A Federal Government decision to fund couples counselling and mediation for families dealing with domestic violence has been slammed by advocacy groups.
The Government announced a $10 million funding package for Specialist Family Violence Services in the Federal Budget as part of a broader domestic violence initiative.
Organisations that provide family relationship services, including broad-based counselling and dispute resolution, have been invited to apply for a grant under the scheme.
But the Director of the Women’s Domestic Violence Court Advocacy Service, Hayley Foster, said it is an ill-informed initiative that could risk more lives.
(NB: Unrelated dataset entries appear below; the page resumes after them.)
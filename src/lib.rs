//! restcmd: CRUD command-line client for REST resource collections.
//!
//! Each resource subcommand (`brands`, `cars`, ...) runs the same pipeline:
//! [`action::parse`] → [`options::parse`] → [`dispatch::plan`] → [`dispatch::Request::send`]
//! → [`outcome::Reporter`]. Everything up to the plan is local and needs no settings.

#![deny(clippy::all, clippy::pedantic)]

pub mod action;
pub mod args;
pub mod client;
pub mod config;
pub mod dispatch;
pub mod error;
pub mod options;
pub mod outcome;
pub mod resources;
pub mod telemetry;
pub mod transport;

#[cfg(test)]
mod tests;

use std::io::Write;

use tracing::{Instrument, info_span};

use crate::args::ResourceArgs;
use crate::client::ApiClient;
use crate::config::Settings;
use crate::dispatch::Request;
use crate::error::CliError;
use crate::outcome::Reporter;
use crate::resources::ResourceDescriptor;
use crate::transport::Transport;

/// Parse the action and options and check the action's requirements. Touches no network.
///
/// # Errors
///
/// Returns [`CliError::ArgumentValidation`], [`CliError::BodyParse`] or
/// [`CliError::Precondition`].
pub fn prepare(resource: &ResourceDescriptor, args: ResourceArgs) -> Result<Request, CliError> {
    let action = action::parse(&args.action)?;
    let options = options::parse(args.options)?;
    dispatch::plan(resource, action, &options)
}

/// Validate, dispatch and report one resource command against `transport`.
///
/// # Errors
///
/// Returns the first local validation error, or [`CliError::Remote`] when the request failed.
pub async fn run_resource<T, W>(
    transport: &T,
    resource: &ResourceDescriptor,
    args: ResourceArgs,
    out: W,
) -> Result<(), CliError>
where
    T: Transport + ?Sized,
    W: Write,
{
    let request = prepare(resource, args)?;
    Reporter::new(out).report(request.send(transport).await)
}

/// Run a parsed invocation with resolved settings, printing payloads to stdout.
///
/// The base URL is only required once local validation has passed.
///
/// # Errors
///
/// Propagates validation errors from [`prepare`], a missing base URL, client construction
/// errors and remote failures.
pub async fn run(
    settings: &Settings,
    resource: ResourceDescriptor,
    args: ResourceArgs,
) -> Result<(), CliError> {
    let span = info_span!("restcmd", service = %settings.service.name, resource = resource.name);
    async move {
        let request = prepare(&resource, args)?;
        let client = ApiClient::new(settings.api.require_base_url()?.clone())?;
        Reporter::new(std::io::stdout()).report(request.send(&client).await)
    }
    .instrument(span)
    .await
}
Ms Foster said there had been an outcry on social media over the funding decision, with some citing examples of how mediation with an alleged abuser led to retribution.
“We had one woman who was on Twitter saying she supported a woman on the weekend who had had her finger burnt to the point where she had to have it amputated because according to her partner, she had ‘won’ that mediation session.
“A woman will feel that she is not able to be honest or speak up in those sessions for fear of retribution afterwards.
“And there are many cases, countless cases where women are in a mediation situation where there’s retribution either on herself and or the children,” Ms Foster said.
‘I needed to be a better wife’: Survivor’s mediation experience
A woman who said she was in a violent relationship where she was beaten and strangled said her self-esteem was so eroded after being referred to couples counselling that she saw “death as likely.”
“The glare in his eyes as I spoke bore a hole in me,” said Rebecca*.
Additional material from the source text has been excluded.